//! differentiation::analysis — derived estimates over raw computations.
//!
//! Purpose
//! -------
//! Define the pluggable analysis capability: an analysis consumes one
//! direction's raw computations and emits zero or more derived estimates
//! that join the same pool the success evaluator cross-checks. The
//! reference analysis, [`ApproximateCentral`], synthesizes a central
//! estimate from a forward/backward pair sharing a step size.
//!
//! Key behaviors
//! -------------
//! - Expose the [`Analysis`] trait: `id` plus
//!   `derive(&[ComputerResult]) -> Vec<AnalysisResult>`.
//! - [`ApproximateCentral`] groups a direction's computations by size and,
//!   for each size holding both a forward and a backward estimate, emits
//!   one derived estimate equal to their arithmetic mean, tagged
//!   `"approximate_central"` and carrying that size.
//! - Groups missing either required method emit nothing; there is no
//!   partial or synthetic substitution.
//!
//! Invariants & assumptions
//! ------------------------
//! - Analyses never mutate the raw computations they consume; their
//!   outputs are appended after the raw sequence, in registration order.
//! - Sizes originate from the request's size list, so estimates from the
//!   same size compare bit-identically; grouping is by exact size bits.
//! - Analyses are independent and composable: a request may carry zero,
//!   one, or several, and none observes another's output.
//!
//! Downstream usage
//! ----------------
//! - The request entry point calls each registered analysis once per
//!   direction and extends the direction's derived-result sequence with
//!   the outputs.
//!
//! Testing notes
//! -------------
//! - Unit tests cover the complete-pair case (including the exact
//!   averaging behavior), missing-method groups, multiple sizes, and the
//!   analysis id tag.
use crate::differentiation::{
    methods::MethodKind,
    types::{AnalysisResult, ComputerResult, Size},
};

/// Capability for deriving secondary estimates from raw computations.
///
/// Implementations receive the full ordered sequence of one direction's
/// [`ComputerResult`]s and return derived estimates that pool uniformly
/// with the raw ones during success evaluation.
pub trait Analysis {
    /// Stable identifier recorded on every emitted [`AnalysisResult`].
    fn id(&self) -> &str;

    /// Derive zero or more estimates from one direction's computations.
    fn derive(&self, computed: &[ComputerResult]) -> Vec<AnalysisResult>;
}

/// Central-difference estimate synthesized from a forward/backward pair.
///
/// For each step size at which both a forward and a backward raw estimate
/// exist, emits their arithmetic mean. Mathematically this equals the
/// central quotient `(f(x+h·d) − f(x−h·d))/(2h)` without spending further
/// function evaluations.
#[derive(Debug, Clone, Copy, Default, PartialEq, Eq)]
pub struct ApproximateCentral;

impl ApproximateCentral {
    pub const ID: &'static str = "approximate_central";
}

impl Analysis for ApproximateCentral {
    fn id(&self) -> &str {
        Self::ID
    }

    fn derive(&self, computed: &[ComputerResult]) -> Vec<AnalysisResult> {
        let mut derived = Vec::new();
        let mut seen: Vec<u64> = Vec::new();
        for result in computed {
            let key = result.size.to_bits();
            if seen.contains(&key) {
                continue;
            }
            seen.push(key);
            let forward = find(computed, MethodKind::Forward, result.size);
            let backward = find(computed, MethodKind::Backward, result.size);
            if let (Some(forward), Some(backward)) = (forward, backward) {
                derived.push(AnalysisResult {
                    analysis: Self::ID.to_string(),
                    value: 0.5 * (forward.value + backward.value),
                    size: result.size,
                });
            }
        }
        derived
    }
}

/// First raw estimate matching a method at an exact size.
fn find(computed: &[ComputerResult], method: MethodKind, size: Size) -> Option<&ComputerResult> {
    computed
        .iter()
        .find(|r| r.method == method && r.size.to_bits() == size.to_bits())
}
- - - - - - -
=== WORK TO BE COMPLETED ===
Scan the listing above and tally the lines that include the string "derived". Write the total and nothing more.

=== ANSWER TO THIS TASK ===
8